The input:
⁂

//! JSON HTTP API over the catalog and the guided flows.
//!
//! One immutable [`Catalog`] is loaded at startup and shared by every
//! handler through [`AppState`]. Search endpoints take a criteria record as
//! the request body; fields left out are inactive.
//!
//! # Endpoints
//!
//! | Method | Path | Body | Description |
//! |--------|------|------|-------------|
//! | `GET`  | `/health` | | Status and version |
//! | `GET`  | `/emergency?facility=` | | Helplines and hospitals, nearest first |
//! | `POST` | `/doctors/search` | `DoctorCriteria` | Filtered doctor directory |
//! | `POST` | `/articles/search` | `ArticleCriteria` | Filtered articles |
//! | `POST` | `/videos/search` | `VideoCriteria` | Filtered videos |
//! | `POST` | `/records/search` | `RecordCriteria` | Filtered health records |
//! | `POST` | `/symptoms/search` | `{search, selected}` | Symptom suggestions |
//! | `POST` | `/symptoms/assess` | `{age, gender, location, symptoms}` | Run the symptom checker |
//! | `POST` | `/register/validate` | registration form | Step-by-step validation |
//!
//! Search responses are `{ "count": n, "results": [...] }` in catalog order.
//!
//! # Error Contract
//!
//! ```json
//! { "error": { "code": "bad_request", "message": "unknown specialty: 'dermatology'" } }
//! ```
//!
//! Error codes: `bad_request` (400), `not_found` (404), `internal` (500).
//!
//! # CORS
//!
//! All origins, methods, and headers are permitted so a browser front-end
//! can call the API directly.

use anyhow::Context;
use axum::{
    extract::{rejection::JsonRejection, Query, State},
    http::StatusCode,
    response::{IntoResponse, Response},
    routing::{get, post},
    Json, Router,
};
use healthsathi_core::criteria::{ArticleCriteria, DoctorCriteria, RecordCriteria, VideoCriteria};
use healthsathi_core::filter::{filter, Criteria};
use healthsathi_core::registration::{submit, RegistrationForm};
use healthsathi_core::symptom::search_symptoms;
use healthsathi_core::wizard::Wizard;
use healthsathi_core::Catalog;
use serde::{Deserialize, Serialize};
use serde_json::{json, Value};
use std::sync::Arc;
use tower_http::cors::{Any, CorsLayer};
use tower_http::trace::TraceLayer;

use crate::config::Config;
use crate::emergency::emergency_info;
use crate::symptoms::{check_symptoms, resolve_symptoms, CheckRequest};

/// Shared application state passed to all route handlers via Axum's `State` extractor.
#[derive(Clone)]
pub struct AppState {
    pub catalog: Arc<Catalog>,
}

impl AppState {
    pub fn new(catalog: Catalog) -> Self {
        Self {
            catalog: Arc::new(catalog),
        }
    }
}

/// Build the router with all routes and middleware attached.
pub fn router(state: AppState) -> Router {
    let cors = CorsLayer::new()
        .allow_origin(Any)
        .allow_methods(Any)
        .allow_headers(Any);

    Router::new()
        .route("/health", get(handle_health))
        .route("/emergency", get(handle_emergency))
        .route("/doctors/search", post(handle_doctors))
        .route("/articles/search", post(handle_articles))
        .route("/videos/search", post(handle_videos))
        .route("/records/search", post(handle_records))
        .route("/symptoms/search", post(handle_symptom_search))
        .route("/symptoms/assess", post(handle_assess))
        .route("/register/validate", post(handle_register))
        .fallback(handle_not_found)
        .layer(TraceLayer::new_for_http())
        .layer(cors)
        .with_state(state)
}

/// Serve the API on `[server].bind` until the process is terminated.
pub async fn run_server(config: Config, catalog: Catalog) -> anyhow::Result<()> {
    let addr = config.bind_addr()?;
    let app = router(AppState::new(catalog));

    let listener = tokio::net::TcpListener::bind(addr)
        .await
        .with_context(|| format!("Failed to bind {}", addr))?;
    tracing::info!(%addr, "HealthSathi API listening");
    println!("HealthSathi API listening on http://{}", addr);

    axum::serve(listener, app).await?;
    Ok(())
}

// ============ Error response ============

#[derive(Serialize)]
struct ErrorBody {
    error: ErrorDetail,
}

#[derive(Serialize)]
struct ErrorDetail {
    code: String,
    message: String,
}

/// Error type that converts into a JSON error response.
#[derive(Debug)]
pub struct AppError {
    status: StatusCode,
    code: String,
    message: String,
}

impl IntoResponse for AppError {
    fn into_response(self) -> Response {
        if self.status.is_server_error() {
            tracing::error!(code = %self.code, "{}", self.message);
        } else {
            tracing::debug!(code = %self.code, "{}", self.message);
        }
        let body = ErrorBody {
            error: ErrorDetail {
                code: self.code,
                message: self.message,
            },
        };
        (self.status, Json(body)).into_response()
    }
}

fn bad_request(message: impl Into<String>) -> AppError {
    AppError {
        status: StatusCode::BAD_REQUEST,
        code: "bad_request".to_string(),
        message: message.into(),
    }
}

fn not_found(message: impl Into<String>) -> AppError {
    AppError {
        status: StatusCode::NOT_FOUND,
        code: "not_found".to_string(),
        message: message.into(),
    }
}

fn internal(message: impl Into<String>) -> AppError {
    AppError {
        status: StatusCode::INTERNAL_SERVER_ERROR,
        code: "internal".to_string(),
        message: message.into(),
    }
}

/// Unwrap a JSON body, reporting malformed input in the error contract.
fn body<T>(payload: Result<Json<T>, JsonRejection>) -> Result<T, AppError> {
    payload
        .map(|Json(value)| value)
        .map_err(|rejection| bad_request(rejection.body_text()))
}

fn to_json<T: Serialize + ?Sized>(value: &T) -> Result<Value, AppError> {
    serde_json::to_value(value).map_err(|e| internal(e.to_string()))
}

/// Apply `criteria` and wrap the hits as `{ count, results }`.
fn search_response<T, C>(items: &[T], criteria: &C) -> Result<Json<Value>, AppError>
where
    T: Serialize,
    C: Criteria<T>,
{
    let hits = filter(items, criteria);
    Ok(Json(json!({
        "count": hits.len(),
        "results": to_json(&hits)?,
    })))
}

// ============ GET /health ============

#[derive(Serialize)]
struct HealthResponse {
    status: String,
    version: String,
}

async fn handle_health() -> Json<HealthResponse> {
    Json(HealthResponse {
        status: "ok".to_string(),
        version: env!("CARGO_PKG_VERSION").to_string(),
    })
}

async fn handle_not_found() -> AppError {
    not_found("no such endpoint")
}

// ============ GET /emergency ============

#[derive(Deserialize)]
struct EmergencyQuery {
    facility: Option<String>,
}

async fn handle_emergency(
    State(state): State<AppState>,
    Query(query): Query<EmergencyQuery>,
) -> Result<Json<Value>, AppError> {
    let info = emergency_info(&state.catalog, query.facility.as_deref());
    Ok(Json(to_json(&info)?))
}

// ============ POST /<collection>/search ============

async fn handle_doctors(
    State(state): State<AppState>,
    payload: Result<Json<DoctorCriteria>, JsonRejection>,
) -> Result<Json<Value>, AppError> {
    let criteria = body(payload)?;
    search_response(&state.catalog.doctors, &criteria)
}

async fn handle_articles(
    State(state): State<AppState>,
    payload: Result<Json<ArticleCriteria>, JsonRejection>,
) -> Result<Json<Value>, AppError> {
    let criteria = body(payload)?;
    search_response(&state.catalog.articles, &criteria)
}

async fn handle_videos(
    State(state): State<AppState>,
    payload: Result<Json<VideoCriteria>, JsonRejection>,
) -> Result<Json<Value>, AppError> {
    let criteria = body(payload)?;
    search_response(&state.catalog.videos, &criteria)
}

async fn handle_records(
    State(state): State<AppState>,
    payload: Result<Json<RecordCriteria>, JsonRejection>,
) -> Result<Json<Value>, AppError> {
    let criteria = body(payload)?;
    search_response(&state.catalog.records, &criteria)
}

// ============ POST /symptoms/* ============

#[derive(Deserialize, Default)]
#[serde(default)]
struct SymptomSearchRequest {
    search: String,
    /// Ids or names of symptoms already picked; these are left out.
    selected: Vec<String>,
}

async fn handle_symptom_search(
    State(state): State<AppState>,
    payload: Result<Json<SymptomSearchRequest>, JsonRejection>,
) -> Result<Json<Value>, AppError> {
    let request = body(payload)?;
    let selected = resolve_symptoms(&state.catalog, &request.selected)
        .map_err(|e| bad_request(e.to_string()))?;
    let hits = search_symptoms(&state.catalog.symptoms, &request.search, &selected);
    Ok(Json(json!({
        "count": hits.len(),
        "results": to_json(&hits)?,
    })))
}

async fn handle_assess(
    State(state): State<AppState>,
    payload: Result<Json<CheckRequest>, JsonRejection>,
) -> Result<Json<Value>, AppError> {
    let request = body(payload)?;
    let assessment =
        check_symptoms(&state.catalog, &request).map_err(|e| bad_request(format!("{:#}", e)))?;
    Ok(Json(to_json(&assessment)?))
}

// ============ POST /register/validate ============

/// Walks the registration flow as far as the form allows.
///
/// Always `200`: an incomplete form is a normal answer, reported with the
/// blocking step and its missing fields.
async fn handle_register(
    payload: Result<Json<RegistrationForm>, JsonRejection>,
) -> Result<Json<Value>, AppError> {
    let form = body(payload)?;
    let mut wizard = Wizard::new(form);
    while wizard.advance().is_ok() {}

    match submit(&wizard) {
        Ok(registration) => Ok(Json(json!({
            "complete": true,
            "step": wizard.step(),
            "progress": wizard.progress(),
            "registration": to_json(&registration)?,
        }))),
        Err(_) => Ok(Json(json!({
            "complete": false,
            "step": wizard.step(),
            "progress": wizard.progress(),
            "missing": wizard.missing(),
            "password_mismatch": wizard.form().password_mismatch(),
        }))),
    }
}
//! Rust code emitter - builds Rust source code strings
//!
//! This module provides utilities for building well-formatted Rust code.

use std::fmt::Write;

/// Reserved and strict keywords in Rust 2024, plus `self`/`Self` which cannot be raw identifiers.
pub const RUST_KEYWORDS: &[&str] = &[
    "as", "break", "const", "continue", "crate", "else", "enum", "extern", "false", "fn", "for", "if", "impl", "in",
    "let", "loop", "match", "mod", "move", "mut", "pub", "ref", "return", "static", "struct", "super", "trait", "true",
    "type", "unsafe", "use", "where", "while", "async", "await", "dyn", "abstract", "become", "box", "do", "final",
    "macro", "override", "priv", "typeof", "unsized", "virtual", "yield", "try", "gen", "self", "Self",
];

/// Check whether an identifier is a Rust keyword.
pub fn is_keyword(name: &str) -> bool {
    RUST_KEYWORDS.contains(&name)
}

/// Render `s` as a Rust string literal (quoted and escaped).
pub fn string_literal(s: &str) -> String {
    format!("{:?}", s)
}

/// A buffer for building Rust source code with proper indentation
#[derive(Debug, Default)]
pub struct RustEmitter {
    buffer: String,
    indent_level: usize,
}

impl RustEmitter {
    const INDENT: &'static str = "    ";

    pub fn new() -> Self {
        Self::default()
    }

    /// Get the generated code
    pub fn finish(self) -> String {
        self.buffer
    }

    /// Get current buffer as string slice
    pub fn as_str(&self) -> &str {
        &self.buffer
    }

    /// Write a line with current indentation
    pub fn line(&mut self, s: &str) {
        self.write_indent();
        self.buffer.push_str(s);
        self.buffer.push('\n');
    }

    /// Write a formatted line with current indentation
    pub fn linef(&mut self, args: std::fmt::Arguments<'_>) {
        self.write_indent();
        let _ = self.buffer.write_fmt(args);
        self.buffer.push('\n');
    }

    /// Write a blank line
    pub fn blank_line(&mut self) {
        self.buffer.push('\n');
    }

    /// Write indentation only
    pub fn write_indent(&mut self) {
        for _ in 0..self.indent_level {
            self.buffer.push_str(Self::INDENT);
        }
    }

    /// Increase indent level
    pub fn indent(&mut self) {
        self.indent_level += 1;
    }

    /// Decrease indent level
    pub fn dedent(&mut self) {
        if self.indent_level > 0 {
            self.indent_level -= 1;
        }
    }

    /// Write a block with braces
    pub fn block<F>(&mut self, header: &str, f: F)
    where
        F: FnOnce(&mut Self),
    {
        self.line(&format!("{} {{", header));
        self.indent();
        f(self);
        self.dedent();
        self.line("}");
    }

    /// Write a block whose closing brace is followed by `suffix` (e.g. `};` or `}),`)
    pub fn block_with_suffix<F>(&mut self, header: &str, suffix: &str, f: F)
    where
        F: FnOnce(&mut Self),
    {
        self.line(&format!("{} {{", header));
        self.indent();
        f(self);
        self.dedent();
        self.line(&format!("}}{}", suffix));
    }

    /// Write a function
    pub fn function<F>(&mut self, visibility: &str, name: &str, params: &str, return_type: &str, f: F)
    where
        F: FnOnce(&mut Self),
    {
        let vis_str = if visibility.is_empty() {
            String::new()
        } else {
            format!("{} ", visibility)
        };
        let ret_str = if return_type.is_empty() {
            String::new()
        } else {
            format!(" -> {}", return_type)
        };
        let header = format!("{}fn {}({}){}", vis_str, name, params, ret_str);
        self.block(&header, f);
    }

    /// Write an attribute line (`#[...]`)
    pub fn attribute(&mut self, attr: &str) {
        self.line(&format!("#[{}]", attr));
    }

    /// Write a `//` comment line
    pub fn comment(&mut self, text: &str) {
        if text.is_empty() {
            self.line("//");
        } else {
            self.line(&format!("// {}", text));
        }
    }

    /// Write a `//!` inner doc comment line
    pub fn inner_doc(&mut self, text: &str) {
        if text.is_empty() {
            self.line("//!");
        } else {
            self.line(&format!("//! {}", text));
        }
    }
}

⁂

Problem details: Each line in the material with "TraceLayer" in it must be reported.

Answer to this task:
use tower_http::trace::TraceLayer;
        .layer(TraceLayer::new_for_http())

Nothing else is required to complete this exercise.